Celiac disease is a common food-induced disease of the small intestine that is caused by ingestion of gluten from wheat, barley and rye. The only effective treatment available is a strict lifelong gluten-free diet. Gluten-free products for celiac disease patients must not exceed the regulatory threshold of 20 mg/kg of gluten. The current techniques for detection of gluten in food and drink products are inadequate and lead to inadvertent ingestion of gluten by celiac patients. Especially poorly mapped are gluten peptides in partially hydrolysed and fermented food products including sour dough bread, barley malt extracts, soy sauces and beer, and the current detection methods show wide variations when tested. This research project aims at finding better ways to measure gluten in these foods, including the use of celiac-disease patient-derived antibodies. By establishing new analytical methods, we can significantly improve the life quality of celiacs, and prevent the development of co-morbidities.

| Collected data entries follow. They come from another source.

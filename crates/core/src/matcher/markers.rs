//! Panel markers gating where the matcher is allowed to act.

use std::fmt;
use std::str::FromStr;

use super::dom::{DomTree, NodeId};
use crate::error::Error;

/// Selectors identifying the agent panel in stock hosts.
pub const DEFAULT_PANEL_MARKERS: &[&str] = &["#cascade", ".interactive-session", ".chat-widget", "[data-agent-panel]"];

/// A single-part CSS selector: `#id`, `.class`, `[attr]` or `[attr="value"]`.
#[derive(Debug, Clone, PartialEq, Eq)]
pub enum PanelMarker {
	Id(String),
	Class(String),
	Attribute { name: String, value: Option<String> },
}

impl PanelMarker {
	pub fn matches(&self, tree: &DomTree, node: NodeId) -> bool {
		match self {
			PanelMarker::Id(id) => tree.attr(node, "id") == Some(id.as_str()),
			PanelMarker::Class(class) => tree.has_class(node, class),
			PanelMarker::Attribute { name, value: None } => tree.has_attr(node, name),
			PanelMarker::Attribute {
				name,
				value: Some(value),
			} => tree.attr(node, name) == Some(value.as_str()),
		}
	}
}

/// A CSS identifier restricted to ASCII: a letter or `_` first, or `-`
/// followed by anything but a digit.
fn is_ident(s: &str) -> bool {
	let mut chars = s.chars();
	let starts_well = match chars.next() {
		Some(c) if c.is_ascii_alphabetic() || c == '_' => true,
		Some('-') => matches!(chars.next(), Some(c) if c.is_ascii_alphabetic() || c == '_' || c == '-'),
		_ => false,
	};
	starts_well
		&& s
			.chars()
			.all(|c| c.is_ascii_alphanumeric() || c == '-' || c == '_')
}

/// Attribute values are always rendered double-quoted, so they cannot
/// carry quotes, backslashes or control characters.
fn is_plain_value(s: &str) -> bool {
	!s.chars().any(|c| c == '"' || c == '\'' || c == '\\' || c.is_control())
}

impl FromStr for PanelMarker {
	type Err = Error;

	fn from_str(s: &str) -> Result<Self, Self::Err> {
		let s = s.trim();
		let invalid = || Error::Marker(s.to_string());

		if let Some(id) = s.strip_prefix('#') {
			return is_ident(id).then(|| PanelMarker::Id(id.to_string())).ok_or_else(invalid);
		}
		if let Some(class) = s.strip_prefix('.') {
			return is_ident(class)
				.then(|| PanelMarker::Class(class.to_string()))
				.ok_or_else(invalid);
		}

		let inner = s
			.strip_prefix('[')
			.and_then(|rest| rest.strip_suffix(']'))
			.ok_or_else(invalid)?;
		let (name, value) = match inner.split_once('=') {
			Some((name, raw)) => {
				let raw = raw.trim();
				let unquoted = raw
					.strip_prefix('"')
					.and_then(|v| v.strip_suffix('"'))
					.or_else(|| raw.strip_prefix('\'').and_then(|v| v.strip_suffix('\'')))
					.unwrap_or(raw);
				if !is_plain_value(unquoted) {
					return Err(invalid());
				}
				(name.trim(), Some(unquoted.to_string()))
			}
			None => (inner.trim(), None),
		};
		if !is_ident(name) {
			return Err(invalid());
		}
		Ok(PanelMarker::Attribute {
			name: name.to_string(),
			value,
		})
	}
}

impl fmt::Display for PanelMarker {
	fn fmt(&self, f: &mut fmt::Formatter<'_>) -> fmt::Result {
		match self {
			PanelMarker::Id(id) => write!(f, "#{id}"),
			PanelMarker::Class(class) => write!(f, ".{class}"),
			PanelMarker::Attribute { name, value: None } => write!(f, "[{name}]"),
			PanelMarker::Attribute {
				name,
				value: Some(value),
			} => write!(f, "[{name}=\"{value}\"]"),
		}
	}
}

This is a joint European project with participants from Germany, Italy and Norway that is related to celiac disease (CeD). CeD is a common food-induced inflammatory disease of the small intestine that is caused by ingestion of gluten from wheat, barley and rye. The only effective treatment available is a strict lifelong gluten-free (GF) diet. GF products for CeD patients must not exceed the regulatory threshold of 20 mg/kg of gluten. Compliance of foods is typically assessed with an enzyme-linked immunosorbent assay (ELISA), but this assay performs less well in food products with fermented or partially hydrolysed gluten. The objectives of this joint European project will address this issue. In the project we will provide a comprehensive and unique toolbox of novel and validated methods to detect gluten (both intact and partially hydrolysed) in foods for CeD patients. This will be achieved by using discovery proteomics and quantitative LC-MS/MS methods, improved reference materials for partially hydrolysed gluten, CeD-patient derived monoclonal antibodies and functional gluten-specific T-cell assays. This Norwegian partner will specifically work on transforming CeD-patient derived monoclonal antibodies into reagents that can be used to detect gluten.